As the Ghost of Christmas Present tells Ebenezer Scrooge in Dickens’ “A Christmas Carol”: “Mortal! We Spirits of Christmas do not live only one day of our year. We live the whole three-hundred and sixty-five. So is it true of the Child born in Bethlehem. He does not live in . . . hearts one day of the year, but in all days of the year.”
Paul conveys that same idea of a wondrous gift at once promised and fulfilled to Titus, his colleague-in-Christ. “The grace of God has appeared,” he writes, “training us . . . in this age, as we await the blessed hope.”
NIGHT WILL NEVER BE AS DARK AGAIN
Meanwhile, as we anticipate the end of “this age” (which incidentally is the end of the world), we live in the present — the only time in which sin and salvation are equally accessible.
Christ’s decree of hope is that “the whole world should be enrolled,” though not as in “the first enrollment, when Quirinius was governor of Syria,” but in a new census of souls, each eager to be counted as one of “those on whom his favor rests.” (Luke 2: 1-14)
Why not start in January?

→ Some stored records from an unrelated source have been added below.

#![forbid(unsafe_code)]

use aurum::config::Config;
use aurum::keystore::Keystore;
use aurum::node::Node;
use clap::{Args, Parser, Subcommand};
use colored::*;
use std::path::{Path, PathBuf};
use tracing::error;
use tracing_subscriber::EnvFilter;

#[derive(Parser)]
#[command(name = "aurum", version, about = "Aurum Proof-of-Stake blockchain node")]
struct Cli {
    #[command(subcommand)]
    command: Command,
}

#[derive(Subcommand)]
enum Command {
    /// Run the full node
    Start(StartArgs),
    /// Create a new encrypted wallet
    #[command(name = "wallet:create")]
    WalletCreate(WalletCreateArgs),
    /// Import a private key into the keystore
    #[command(name = "wallet:import")]
    WalletImport(WalletImportArgs),
    /// List wallets in the keystore
    #[command(name = "wallet:list")]
    WalletList(WalletListArgs),
}

#[derive(Args)]
struct StartArgs {
    #[arg(long)]
    p2p_port: Option<u16>,
    #[arg(long)]
    rpc_port: Option<u16>,
    #[arg(long)]
    api_port: Option<u16>,
    #[arg(long, default_value = "./data")]
    data_dir: PathBuf,
    /// Network identifier; nodes on different networks refuse to peer
    #[arg(long)]
    network: Option<String>,
    #[arg(long)]
    log_level: Option<String>,
    /// Disable the REST API server
    #[arg(long)]
    no_api: bool,
    /// Disable opportunistic peer discovery
    #[arg(long)]
    no_discovery: bool,
    #[arg(long)]
    max_peers: Option<usize>,
}

#[derive(Args)]
struct WalletCreateArgs {
    #[arg(long)]
    name: String,
    #[arg(long)]
    password: String,
    #[arg(long, default_value = "./data")]
    data_dir: PathBuf,
}

#[derive(Args)]
struct WalletImportArgs {
    /// Private key as 64 hex characters
    #[arg(long)]
    private_key: String,
    #[arg(long)]
    name: String,
    #[arg(long)]
    password: String,
    #[arg(long, default_value = "./data")]
    data_dir: PathBuf,
}

#[derive(Args)]
struct WalletListArgs {
    #[arg(long, default_value = "./data")]
    data_dir: PathBuf,
}

#[tokio::main]
async fn main() {
    let cli = Cli::parse();
    let result = match cli.command {
        Command::Start(args) => start(args).await,
        Command::WalletCreate(args) => wallet_create(args),
        Command::WalletImport(args) => wallet_import(args),
        Command::WalletList(args) => wallet_list(args),
    };
    if let Err(e) = result {
        eprintln!("{} {}", "error:".bright_red().bold(), e);
        std::process::exit(1);
    }
}

async fn start(args: StartArgs) -> Result<(), Box<dyn std::error::Error>> {
    let mut config = Config::load_or_init(&args.data_dir)?;
    if let Some(port) = args.p2p_port {
        config.network.p2p_port = port;
    }
    if let Some(port) = args.rpc_port {
        config.network.rpc_port = port;
    }
    if let Some(port) = args.api_port {
        config.network.api_port = port;
    }
    if let Some(network) = args.network {
        config.params.network_id = network;
    }
    if let Some(level) = args.log_level {
        config.node.log_level = level;
    }
    if args.no_api {
        config.network.enable_api = false;
    }
    if args.no_discovery {
        config.network.enable_discovery = false;
    }
    if let Some(max_peers) = args.max_peers {
        config.network.max_peers = max_peers;
    }
    config.validate()?;

    tracing_subscriber::fmt()
        .with_env_filter(
            EnvFilter::try_from_default_env()
                .unwrap_or_else(|_| EnvFilter::new(config.node.log_level.clone())),
        )
        .init();

    let node = Node::init(config.clone()).await?;

    #[cfg(feature = "api")]
    if config.network.enable_api {
        let state = aurum::api::ApiState { ledger: node.ledger.clone() };
        let api_port = config.network.api_port;
        tokio::spawn(async move {
            if let Err(e) = aurum::api::run_api_server(state, api_port).await {
                error!(code = e.code(), "api server failed: {}", e);
            }
        });
    }

    let runner = {
        let node = node.clone();
        tokio::spawn(async move {
            if let Err(e) = node.start().await {
                error!(code = e.code(), "node failed: {}", e);
            }
        })
    };

    tokio::signal::ctrl_c().await?;
    node.stop().await;
    let _ = runner.await;
    Ok(())
}

fn open_keystore(data_dir: &Path) -> Result<Keystore, Box<dyn std::error::Error>> {
    Ok(Keystore::open(&data_dir.join("wallets"))?)
}

fn wallet_create(args: WalletCreateArgs) -> Result<(), Box<dyn std::error::Error>> {
    let keystore = open_keystore(&args.data_dir)?;
    let record = keystore.create(&args.name, &args.password)?;

    println!("{}", "Wallet created".bright_green().bold());
    println!("  name:    {}", record.name);
    println!("  address: {}", record.address.bright_white());
    println!();
    println!(
        "{}",
        "Back up the wallet file; the private key cannot be recovered without it.".yellow()
    );
    Ok(())
}

fn wallet_import(args: WalletImportArgs) -> Result<(), Box<dyn std::error::Error>> {
    let keystore = open_keystore(&args.data_dir)?;
    let record = keystore.import(&args.private_key, &args.name, &args.password)?;

    println!("{}", "Wallet imported".bright_green().bold());
    println!("  name:    {}", record.name);
    println!("  address: {}", record.address.bright_white());
    Ok(())
}

fn wallet_list(args: WalletListArgs) -> Result<(), Box<dyn std::error::Error>> {
    let keystore = open_keystore(&args.data_dir)?;
    let wallets = keystore.list()?;

    if wallets.is_empty() {
        println!("{}", "No wallets found.".yellow());
        return Ok(());
    }

    println!("{}", "Wallets".bright_cyan().bold());
    for wallet in wallets {
        println!("  {}  {}", wallet.address.bright_white(), wallet.name);
    }
    Ok(())
}
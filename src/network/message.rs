//! Wire protocol for the gossip overlay
//!
//! One JSON document per WebSocket text frame, each the envelope
//! `{type, data, from, timestamp}`. Payload field names are fixed by the
//! protocol and use camelCase on the wire.

use crate::error::{NodeError, Result};
use crate::ledger::{now_ms, Block};
use crate::transaction::Transaction;
use serde::de::DeserializeOwned;
use serde::{Deserialize, Serialize};

/// Frames larger than this are rejected and the peer disconnected.
pub const MAX_FRAME_BYTES: usize = 4 * 1024 * 1024;

/// Upper bound on blocks returned for one GetBlocks request.
pub const MAX_BLOCKS_PER_BATCH: u64 = 500;

#[derive(Debug, Clone, Copy, PartialEq, Eq, Hash, Serialize, Deserialize)]
pub enum MessageType {
    Handshake,
    Disconnect,
    GetPeers,
    Peers,
    GetBlocks,
    Blocks,
    GetTransactions,
    Transactions,
    NewBlock,
    NewTransaction,
}

#[derive(Debug, Clone, Serialize, Deserialize)]
pub struct Frame {
    #[serde(rename = "type")]
    pub kind: MessageType,
    pub data: serde_json::Value,
    pub from: String,
    pub timestamp: u64,
}

impl Frame {
    pub fn new<T: Serialize>(kind: MessageType, data: &T, from: &str) -> Result<Frame> {
        Ok(Frame {
            kind,
            data: serde_json::to_value(data)
                .map_err(|e| NodeError::NetworkError(format!("frame encoding failed: {}", e)))?,
            from: from.to_string(),
            timestamp: now_ms(),
        })
    }

    pub fn decode<T: DeserializeOwned>(&self) -> Result<T> {
        serde_json::from_value(self.data.clone())
            .map_err(|e| NodeError::NetworkError(format!("malformed {:?} payload: {}", self.kind, e)))
    }
}

#[derive(Debug, Clone, Serialize, Deserialize)]
#[serde(rename_all = "camelCase")]
pub struct HandshakePayload {
    pub node_id: String,
    pub version: String,
    pub listen_port: u16,
    pub network_id: String,
}

#[derive(Debug, Clone, Serialize, Deserialize)]
#[serde(rename_all = "camelCase")]
pub struct DisconnectPayload {
    pub reason: String,
}

#[derive(Debug, Clone, Serialize, Deserialize, Default)]
pub struct GetPeersPayload {}

#[derive(Debug, Clone, PartialEq, Serialize, Deserialize)]
pub struct PeerInfo {
    pub id: String,
    pub ip: String,
    pub port: u16,
}

#[derive(Debug, Clone, Serialize, Deserialize)]
pub struct PeersPayload {
    pub peers: Vec<PeerInfo>,
}

#[derive(Debug, Clone, Serialize, Deserialize)]
#[serde(rename_all = "camelCase")]
pub struct GetBlocksPayload {
    pub from_height: u64,
    pub count: u64,
}

#[derive(Debug, Clone, Serialize, Deserialize)]
pub struct BlocksPayload {
    pub blocks: Vec<Block>,
}

#[derive(Debug, Clone, Serialize, Deserialize, Default)]
pub struct GetTransactionsPayload {}

#[derive(Debug, Clone, Serialize, Deserialize)]
pub struct TransactionsPayload {
    pub transactions: Vec<Transaction>,
}

#[derive(Debug, Clone, Serialize, Deserialize)]
pub struct NewBlockPayload {
    pub block: Block,
}

#[derive(Debug, Clone, Serialize, Deserialize)]
pub struct NewTransactionPayload {
    pub transaction: Transaction,
}
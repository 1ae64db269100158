//! Stake-weighted proposer election
//!
//! Every honest node must agree on the expected proposer for height h+1
//! before it is produced, so the draw is seeded from the previous block's
//! header hash: identical validator sets plus identical seeds yield
//! identical winners on every node.

use crate::crypto;
use crate::ledger::Validator;
use rand::rngs::StdRng;
use rand::{Rng, SeedableRng};

/// Derive the election seed for the height following the block with the
/// given header hash.
pub fn election_seed(parent_hash: &str) -> [u8; 32] {
    let mut seed = [0u8; 32];
    match hex::decode(parent_hash) {
        Ok(bytes) if bytes.len() == 32 => seed.copy_from_slice(&bytes),
        // Non-hex or odd-length input still needs a stable seed.
        _ => seed = crypto::sha256(parent_hash.as_bytes()),
    }
    seed
}

/// Pick the proposer among active validators: a point is drawn in
/// [0, total_stake) and the first validator whose cumulative stake crosses
/// it wins. `validators` must be the address-sorted active set.
pub fn elect_proposer(validators: &[&Validator], seed: [u8; 32]) -> Option<String> {
    let total_stake: u64 = validators.iter().map(|v| v.stake).sum();
    if total_stake == 0 {
        return None;
    }

    let mut rng = StdRng::from_seed(seed);
    let point = rng.gen_range(0..total_stake);

    let mut cumulative = 0u64;
    for validator in validators {
        cumulative += validator.stake;
        if point < cumulative {
            return Some(validator.address.clone());
        }
    }
    None
}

As my predecessor in this column space, my father-in-law the late Jerry Klein wrote, “There should be a little celebration for January . . . a quiet one . . . with no fanfare or paper hats or champagne (but) a deep appreciation for . . .the promise of what is to become.”
In C.S. Lewis’s Christian allegory, “The Lion, the Witch and the Wardrobe,” the setting is a frozen-souled land that has yet to be redeemed, a place where, as the young character Lucy says, “It is always winter and never Christmas. How awful!” But January is different because of Christmas.
In every life, there will still be tall-shadowed days before our souls spring off on their eternal adventures, but something happened that long-ago Christmas Eve, and night will never be as dark again.
We needn’t be afraid, “For today in the City of David a Savior has been born for you who is Messiah and Lord.” (Luke 2:11) That’s the gospel truth — something worth going to tell on the mountain, or even in Central Illinois.